### Dataset entries
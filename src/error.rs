//! Error types for the connection registry.
//!
//! Every failure path ends in one HTTP response. Not-found and bad-input errors
//! carry a caller-facing message; everything else is logged and reported as a
//! generic 500 so driver details never reach the caller.

use axum::Json;
use axum::extract::rejection::JsonRejection;
use axum::http::StatusCode;
use axum::response::{IntoResponse, Response};
use serde_json::json;
use thiserror::Error;
use tracing::error;

pub const INTERNAL_ERROR_MESSAGE: &str = "Internal Server Error";

#[derive(Error, Debug)]
pub enum RegistryError {
    #[error("{message}")]
    NotFound { message: String },

    #[error("Invalid input: {message}")]
    InvalidInput { message: String },

    #[error("Connection failed: {message}")]
    Connection { message: String, suggestion: String },

    #[error("Database error: {message}")]
    Database {
        message: String,
        /// e.g., "42P01" for undefined table
        sql_state: Option<String>,
    },

    #[error("Timeout: {operation}")]
    Timeout { operation: String },

    #[error("Configuration error: {message}")]
    Config { message: String },

    #[error("Internal error: {message}")]
    Internal { message: String },
}

impl RegistryError {
    pub fn not_found(message: impl Into<String>) -> Self {
        Self::NotFound {
            message: message.into(),
        }
    }

    pub fn invalid_input(message: impl Into<String>) -> Self {
        Self::InvalidInput {
            message: message.into(),
        }
    }

    /// Create a connection error with a helpful suggestion.
    pub fn connection(message: impl Into<String>, suggestion: impl Into<String>) -> Self {
        Self::Connection {
            message: message.into(),
            suggestion: suggestion.into(),
        }
    }

    pub fn database(message: impl Into<String>, sql_state: Option<String>) -> Self {
        Self::Database {
            message: message.into(),
            sql_state,
        }
    }

    pub fn timeout(operation: impl Into<String>) -> Self {
        Self::Timeout {
            operation: operation.into(),
        }
    }

    pub fn config(message: impl Into<String>) -> Self {
        Self::Config {
            message: message.into(),
        }
    }

    pub fn internal(message: impl Into<String>) -> Self {
        Self::Internal {
            message: message.into(),
        }
    }

    /// Get the suggestion for this error, if available.
    pub fn suggestion(&self) -> Option<&str> {
        match self {
            Self::Connection { suggestion, .. } => Some(suggestion),
            _ => None,
        }
    }

    /// HTTP status this error is reported with.
    pub fn status_code(&self) -> StatusCode {
        match self {
            Self::NotFound { .. } => StatusCode::NOT_FOUND,
            Self::InvalidInput { .. } => StatusCode::BAD_REQUEST,
            _ => StatusCode::INTERNAL_SERVER_ERROR,
        }
    }

    /// Message placed in the `{error}` body.
    pub fn public_message(&self) -> String {
        match self {
            Self::NotFound { message } | Self::InvalidInput { message } => message.clone(),
            _ => INTERNAL_ERROR_MESSAGE.to_string(),
        }
    }
}

/// Convert sqlx errors to RegistryError.
impl From<sqlx::Error> for RegistryError {
    fn from(err: sqlx::Error) -> Self {
        match err {
            sqlx::Error::Configuration(msg) => RegistryError::connection(
                msg.to_string(),
                "Check the connection string format and credentials",
            ),
            sqlx::Error::Database(db_err) => {
                let code = db_err.code().map(|c| c.to_string());
                RegistryError::database(db_err.message(), code)
            }
            sqlx::Error::PoolTimedOut => RegistryError::timeout("connection pool acquire"),
            sqlx::Error::PoolClosed => RegistryError::connection(
                "Connection pool is closed",
                "The service is shutting down",
            ),
            sqlx::Error::Io(io_err) => RegistryError::connection(
                format!("I/O error: {}", io_err),
                "Check network connectivity and database server status",
            ),
            sqlx::Error::Tls(tls_err) => RegistryError::connection(
                format!("TLS error: {}", tls_err),
                "Verify the server certificate or the configured ssl mode",
            ),
            sqlx::Error::Protocol(msg) => RegistryError::connection(
                format!("Protocol error: {}", msg),
                "Check database server compatibility",
            ),
            sqlx::Error::ColumnNotFound(col) => {
                RegistryError::database(format!("Column not found: {}", col), None)
            }
            sqlx::Error::ColumnDecode { index, source } => {
                RegistryError::internal(format!("Failed to decode column {}: {}", index, source))
            }
            sqlx::Error::Decode(source) => {
                RegistryError::internal(format!("Decode error: {}", source))
            }
            sqlx::Error::WorkerCrashed => RegistryError::internal("Database worker crashed"),
            _ => RegistryError::internal(format!("Unknown database error: {}", err)),
        }
    }
}

impl From<JsonRejection> for RegistryError {
    fn from(rejection: JsonRejection) -> Self {
        RegistryError::invalid_input(rejection.body_text())
    }
}

impl IntoResponse for RegistryError {
    fn into_response(self) -> Response {
        let status = self.status_code();
        if status.is_server_error() {
            match &self {
                RegistryError::Database { sql_state, .. } => {
                    error!(error = %self, sql_state = ?sql_state, "Request failed")
                }
                _ => error!(error = %self, suggestion = ?self.suggestion(), "Request failed"),
            }
        }
        (status, Json(json!({ "error": self.public_message() }))).into_response()
    }
}

/// Result type alias for registry operations.
pub type RegistryResult<T> = Result<T, RegistryError>;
######
Aim of the task: Would you set the entries down again, exactly as they were written?

The answer:
filename src/error.rs
//! Error types for the connection registry.
//!
//! Every failure path ends in one HTTP response. Not-found and bad-input errors
//! carry a caller-facing message; everything else is logged and reported as a
//! generic 500 so driver details never reach the caller.

use axum::Json;
use axum::extract::rejection::JsonRejection;
use axum::http::StatusCode;
use axum::response::{IntoResponse, Response};
use serde_json::json;
use thiserror::Error;
use tracing::error;

pub const INTERNAL_ERROR_MESSAGE: &str = "Internal Server Error";

#[derive(Error, Debug)]
pub enum RegistryError {
    #[error("{message}")]
    NotFound { message: String },

    #[error("Invalid input: {message}")]
    InvalidInput { message: String },

    #[error("Connection failed: {message}")]
    Connection { message: String, suggestion: String },

    #[error("Database error: {message}")]
    Database {
        message: String,
        /// e.g., "42P01" for undefined table
        sql_state: Option<String>,
    },

    #[error("Timeout: {operation}")]
    Timeout { operation: String },

    #[error("Configuration error: {message}")]
    Config { message: String },

    #[error("Internal error: {message}")]
    Internal { message: String },
}

impl RegistryError {
    pub fn not_found(message: impl Into<String>) -> Self {
        Self::NotFound {
            message: message.into(),
        }
    }

    pub fn invalid_input(message: impl Into<String>) -> Self {
        Self::InvalidInput {
            message: message.into(),
        }
    }

    /// Create a connection error with a helpful suggestion.
    pub fn connection(message: impl Into<String>, suggestion: impl Into<String>) -> Self {
        Self::Connection {
            message: message.into(),
            suggestion: suggestion.into(),
        }
    }

    pub fn database(message: impl Into<String>, sql_state: Option<String>) -> Self {
        Self::Database {
            message: message.into(),
            sql_state,
        }
    }

    pub fn timeout(operation: impl Into<String>) -> Self {
        Self::Timeout {
            operation: operation.into(),
        }
    }

    pub fn config(message: impl Into<String>) -> Self {
        Self::Config {
            message: message.into(),
        }
    }

    pub fn internal(message: impl Into<String>) -> Self {
        Self::Internal {
            message: message.into(),
        }
    }

    /// Get the suggestion for this error, if available.
    pub fn suggestion(&self) -> Option<&str> {
        match self {
            Self::Connection { suggestion, .. } => Some(suggestion),
            _ => None,
        }
    }

    /// HTTP status this error is reported with.
    pub fn status_code(&self) -> StatusCode {
        match self {
            Self::NotFound { .. } => StatusCode::NOT_FOUND,
            Self::InvalidInput { .. } => StatusCode::BAD_REQUEST,
            _ => StatusCode::INTERNAL_SERVER_ERROR,
        }
    }

    /// Message placed in the `{error}` body.
    pub fn public_message(&self) -> String {
        match self {
            Self::NotFound { message } | Self::InvalidInput { message } => message.clone(),
            _ => INTERNAL_ERROR_MESSAGE.to_string(),
        }
    }
}

/// Convert sqlx errors to RegistryError.
impl From<sqlx::Error> for RegistryError {
    fn from(err: sqlx::Error) -> Self {
        match err {
            sqlx::Error::Configuration(msg) => RegistryError::connection(
                msg.to_string(),
                "Check the connection string format and credentials",
            ),
            sqlx::Error::Database(db_err) => {
                let code = db_err.code().map(|c| c.to_string());
                RegistryError::database(db_err.message(), code)
            }
            sqlx::Error::PoolTimedOut => RegistryError::timeout("connection pool acquire"),
            sqlx::Error::PoolClosed => RegistryError::connection(
                "Connection pool is closed",
                "The service is shutting down",
            ),
            sqlx::Error::Io(io_err) => RegistryError::connection(
                format!("I/O error: {}", io_err),
                "Check network connectivity and database server status",
            ),
            sqlx::Error::Tls(tls_err) => RegistryError::connection(
                format!("TLS error: {}", tls_err),
                "Verify the server certificate or the configured ssl mode",
            ),
            sqlx::Error::Protocol(msg) => RegistryError::connection(
                format!("Protocol error: {}", msg),
                "Check database server compatibility",
            ),
            sqlx::Error::ColumnNotFound(col) => {
                RegistryError::database(format!("Column not found: {}", col), None)
            }
            sqlx::Error::ColumnDecode { index, source } => {
                RegistryError::internal(format!("Failed to decode column {}: {}", index, source))
            }
            sqlx::Error::Decode(source) => {
                RegistryError::internal(format!("Decode error: {}", source))
            }
            sqlx::Error::WorkerCrashed => RegistryError::internal("Database worker crashed"),
            _ => RegistryError::internal(format!("Unknown database error: {}", err)),
        }
    }
}

impl From<JsonRejection> for RegistryError {
    fn from(rejection: JsonRejection) -> Self {
        RegistryError::invalid_input(rejection.body_text())
    }
}

impl IntoResponse for RegistryError {
    fn into_response(self) -> Response {
        let status = self.status_code();
        if status.is_server_error() {
            match &self {
                RegistryError::Database { sql_state, .. } => {
                    error!(error = %self, sql_state = ?sql_state, "Request failed")
                }
                _ => error!(error = %self, suggestion = ?self.suggestion(), "Request failed"),
            }
        }
        (status, Json(json!({ "error": self.public_message() }))).into_response()
    }
}

/// Result type alias for registry operations.
pub type RegistryResult<T> = Result<T, RegistryError>;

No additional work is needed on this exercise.